In connection with our representation of the Company, and as a basis for the opinion hereinafter set forth, we have examined originals, or copies certified or otherwise identified to our satisfaction, of the following documents (hereinafter collectively referred to as the Documents):
1. Post-Effective Amendment No. 408 to the Registration Statement, substantially in the form transmitted to the Commission under the 1933 Act and the 1940 Act;
2. The charter of the Company (the Charter), certified by the State Department of Assessments and Taxation of Maryland (the SDAT);
3. The Amended and Restated Bylaws of the Company, certified as of the date hereof by an officer of the Company;
4. A certificate of the SDAT as to the good standing of the Company, dated as of a recent date;
5. Resolutions adopted by the Board of Directors of the Company (the Resolutions) relating to the authorization of the sale and issuance of the Shares at net asset value in a continuous public offering, certified as of the date hereof by an officer of the Company;
iShares, Inc.
November 3, 2014
Page 2
6. A certificate executed by an officer of the Company, dated as of the date hereof; and
7. Such other documents and matters as we have deemed necessary or appropriate to express the opinion set forth below, subject to the assumptions, limitations and qualifications stated herein.
In expressing the opinion set forth below, we have assumed the following:
1. Each individual executing any of the Documents, whether on behalf of such individual or any other person, is legally competent to do so.
2. Each individual executing any of the Documents on behalf of a party (other than the Company) is duly authorized to do so.
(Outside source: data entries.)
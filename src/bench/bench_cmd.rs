//! Command implementations behind the `anoncreds-bench` binary.

use std::path::PathBuf;

use crate::BenchResult;
use crate::backend::BackendKind;
use crate::core::RunReport;
use crate::engine::{CredentialEngine, Harness, ReferenceEngine};
use crate::report::render_text;
use crate::storage::{CsvExporter, JsonlWriter};

use super::config::HarnessConfig;

/// Command-line overrides for a run. `None` and `false` keep the config value.
#[derive(Debug, Clone, Default)]
pub struct RunArgs {
    pub wallet_type: Option<String>,
    pub iterations: Option<u32>,
    pub warmup: Option<u32>,
    pub time_issuance: bool,
    pub no_demo: bool,
    pub config: Option<PathBuf>,
    pub json: Option<PathBuf>,
    pub csv: Option<PathBuf>,
}

/// Config file (if any) with command-line overrides applied, validated.
pub fn resolve_config(args: &RunArgs) -> BenchResult<HarnessConfig> {
    let mut config = match &args.config {
        Some(path) => HarnessConfig::load(path)?,
        None => HarnessConfig::default(),
    };
    if let Some(wallet_type) = &args.wallet_type {
        config.backend = wallet_type.clone();
    }
    if let Some(iterations) = args.iterations {
        config.iterations = iterations;
    }
    if let Some(warmup) = args.warmup {
        config.warmup = warmup;
    }
    if args.time_issuance {
        config.time_issuance = true;
    }
    if args.no_demo {
        config.demos = false;
    }
    config.validate()?;
    Ok(config)
}

/// Run the benchmark with the reference engine.
pub fn run(args: RunArgs) -> BenchResult<RunReport> {
    run_with_engine(args, ReferenceEngine::new())
}

/// Run the benchmark, print the report, and write any requested outputs.
pub fn run_with_engine(args: RunArgs, engine: impl CredentialEngine + 'static) -> BenchResult<RunReport> {
    let config = resolve_config(&args)?;
    let harness = Harness::new(engine)
        .with_selector(config.selector()?)
        .with_options(config.harness_options());

    let report = harness.execute(&config.backend, config.iterations)?;
    print!("{}", render_text(&report));

    if let Some(path) = &args.json {
        JsonlWriter::new(path).append(&report)?;
        tracing::info!(path = %path.display(), "appended report");
    }
    if let Some(path) = &args.csv {
        CsvExporter::new().export(std::slice::from_ref(&report), path)?;
        tracing::info!(path = %path.display(), "wrote CSV");
    }
    Ok(report)
}

/// Convert stored JSONL reports to CSV, to `output` or stdout.
pub fn export_csv(
    jsonl: PathBuf,
    output: Option<PathBuf>,
    backend: Option<String>,
) -> BenchResult<()> {
    let kind = match backend.as_deref() {
        Some(id) => Some(BackendKind::from_identifier(id).ok_or_else(|| {
            crate::BenchError::Message(format!("unknown backend kind '{id}'"))
        })?),
        None => None,
    };
    let reports = JsonlWriter::new(&jsonl).read_filtered(kind)?;
    let exporter = CsvExporter::new();
    match output {
        Some(path) => {
            exporter.export(&reports, &path)?;
            tracing::info!(reports = reports.len(), path = %path.display(), "exported CSV");
        }
        None => exporter.export_to_stdout(&reports)?,
    }
    Ok(())
}

#[cfg(test)]
mod tests {
    use super::*;
    use crate::engine::MockEngine;

    #[test]
    fn test_cli_overrides_config_file() {
        let dir = tempfile::tempdir().unwrap();
        let path = dir.path().join("bench.toml");
        std::fs::write(&path, "[harness]\nbackend = \"enterprise\"\niterations = 50\n").unwrap();

        let config = resolve_config(&RunArgs {
            config: Some(path),
            iterations: Some(4),
            no_demo: true,
            ..RunArgs::default()
        })
        .unwrap();
        assert_eq!(config.backend, "enterprise");
        assert_eq!(config.iterations, 4);
        assert!(!config.demos);
    }

    #[test]
    fn test_zero_iterations_rejected_at_boundary() {
        let args = RunArgs {
            iterations: Some(0),
            ..RunArgs::default()
        };
        assert!(resolve_config(&args).is_err());
    }

    #[test]
    fn test_run_writes_outputs_then_exports() {
        let dir = tempfile::tempdir().unwrap();
        let jsonl = dir.path().join("out").join("runs.jsonl");
        let csv = dir.path().join("out").join("run.csv");

        let report = run_with_engine(
            RunArgs {
                iterations: Some(2),
                json: Some(jsonl.clone()),
                csv: Some(csv.clone()),
                ..RunArgs::default()
            },
            MockEngine::default_mock(),
        )
        .unwrap();
        assert_eq!(report.samples.len(), 4);
        assert_eq!(JsonlWriter::new(&jsonl).count().unwrap(), 1);
        assert_eq!(std::fs::read_to_string(&csv).unwrap().lines().count(), 3);

        let exported = dir.path().join("all.csv");
        export_csv(jsonl.clone(), Some(exported.clone()), Some("default".into())).unwrap();
        assert_eq!(std::fs::read_to_string(&exported).unwrap().lines().count(), 3);

        assert!(export_csv(jsonl, None, Some("postgres".into())).is_err());
    }
}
3. Each of the parties (other than the Company) executing any of the Documents has duly and validly executed and delivered each of the Documents to which such party is a signatory, and such partys obligations set forth therein are legal, valid and binding and are enforceable in accordance with all stated terms.
4. All Documents submitted to us as originals are authentic. The form and content of all Documents submitted to us as unexecuted drafts do not differ in any respect relevant to this opinion from the form and content of such Documents as executed and delivered. All Documents submitted to us as certified or photostatic copies conform to the original documents. All signatures on all such Documents are genuine. All public records reviewed or relied upon by us or on our behalf are true and complete. All representations, warranties, statements and information contained in the Documents are true and complete. There has been no oral or written modification of or amendment to any of the Documents, and there has been no waiver of any provision of any of the Documents, by action or omission of the parties or otherwise.
5. Upon any issuance of Shares, the total number of shares of each series of Common Stock issued and outstanding will not exceed the total number of shares of each series of Common Stock that the Company is then authorized to issue under the Charter.
iShares, Inc.
November 3, 2014
Page 3
Based upon the foregoing, and subject to the assumptions, limitations and qualifications stated herein, it is our opinion that:
1. The Company is a corporation duly incorporated and existing under and by virtue of the laws of the State of Maryland and is in good standing with the SDAT.
2. The issuance of the Shares has been duly authorized and, when and if issued and delivered against payment of net asset value therefor in accordance with the Resolutions and the Registration Statement, the Shares will be validly issued, fully paid and nonassessable.
The foregoing opinion is limited to the substantive laws of the State of Maryland and we do not express any opinion herein concerning any other law. We express no opinion as to compliance with federal or state securities laws, including the securities laws of the State of Maryland, or the 1940 Act.
The opinion expressed herein is limited to the matters specifically set forth herein and no other opinion shall be inferred beyond the matters expressly stated. We assume no obligation to supplement this opinion if any applicable law changes after the date hereof or if we become aware of any fact that might change the opinion expressed herein after the date hereof.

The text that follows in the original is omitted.